As Politico health care reporter Alice Ollstein noted, the administration's move could be less about access to mifepristone and more about preserving executive power and agency decisions in the face of a flurry of lawsuits, especially from Democratic-led states. The filing doesn't mention the word 'abortion' once. Earlier this year, Trump's DOJ also defended a key part of the Affordable Care Act, a law the president tried to repeal in his first term, in part by arguing that the Health and Human Services Department has broad latitude to supervise a task force that makes recommendations for services insurers must cover.
But it's now up to Kacsmaryk to decide to either accede to the Justice Department's request or to deny it. As Health Affairs explains, if the judge denies it and pushes the case forward, the Trump administration would then need to decide whether to defend the FDA's actions on the merits. Kaye said decades of evidence show that the drug is safe and effective, and abandoning that history would be dangerous. 'If, moving forward, the Trump administration stops defending the FDA's evidence-based decisions on mifepristone or orders the FDA to reconsider its regulations, that would tank the FDA's credibility,' she said in a statement.
Conservatives' threats to mifepristone aren't limited to the courts.
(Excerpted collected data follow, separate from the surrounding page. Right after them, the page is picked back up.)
use std::fmt::{Debug, Formatter, Result};
use std::ops::{Deref, DerefMut};

use zeroize::Zeroize;

/// Owned secret material that is wiped when it goes out of scope.
///
/// Used for derived keys and for chunk scratch buffers, so every exit path
/// (including `?` returns and panics that unwind) leaves zeroed memory behind.
pub struct Protected<T>
where
    T: Zeroize,
{
    data: T,
}

impl<T> Protected<T>
where
    T: Zeroize,
{
    #[inline]
    pub fn new(value: T) -> Self {
        Self { data: value }
    }

    #[inline]
    pub fn expose(&self) -> &T {
        &self.data
    }

    #[inline]
    pub fn expose_mut(&mut self) -> &mut T {
        &mut self.data
    }
}

impl<T> Deref for Protected<T>
where
    T: Zeroize,
{
    type Target = T;

    fn deref(&self) -> &Self::Target {
        &self.data
    }
}

impl<T> DerefMut for Protected<T>
where
    T: Zeroize,
{
    fn deref_mut(&mut self) -> &mut Self::Target {
        &mut self.data
    }
}

impl<T> Drop for Protected<T>
where
    T: Zeroize,
{
    fn drop(&mut self) {
        self.data.zeroize();
    }
}

impl<T> Debug for Protected<T>
where
    T: Zeroize,
{
    fn fmt(&self, f: &mut Formatter<'_>) -> Result {
        f.write_str("Protected([REDACTED])")
    }
}
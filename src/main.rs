mod allocator;

use lockbox::app::App;

#[tokio::main]
async fn main() -> anyhow::Result<()> {
    App::init()?.execute().await
}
Trump told Time magazine in December it would be 'highly unlikely' that his administration would restrict access to abortion medication, but refused to be definitive. 'We're looking at everything, but highly unlikely,' he said. 'I guess I could say probably as close to ruling it out as possible, but I don't want to.' He also told NBC News the same month he probably wouldn't take action, but that 'things change.' Then, during Robert F. Kennedy Jr.'s January confirmation hearing to become secretary of health and human services, he said Trump asked him to study the safety of the drug.
FDA Commissioner Marty Makary said in late April that he had 'no plans' to restrict mifepristone, but added that 'if the data suggests something or tells us that there's a real signal, we can't promise we're not going to act on that data.' In recent days, conservatives have latched on to what they claim is data, but what is really a methodologically flawed paper from a right-wing organization. Sen. Josh Hawley asked Makary to slash access to mifepristone based on the paper from the Ethics and Public Policy Center, which overestimates complications and is not peer-reviewed. Hawley requested a response by May 15.
The administration could also drastically limit abortion pill access by having Attorney General Pam Bondi rescind Biden administration guidance that said mailing abortion pills doesn't violate the Comstock Act. Ominously, Bondi told a Louisiana district attorney that she 'would love to work with [him]' on the prosecution of a New York doctor who allegedly prescribed pills to a Louisiana woman under a so-called 'shield law.'
It remains to be seen if Trump will allow one of his Cabinet picks to restrict access to abortion pills, or whether he'd prefer to let judges like Kacsmaryk take the political heat instead. But one thing is for sure: Americans' continued access to mifepristone is not guaranteed.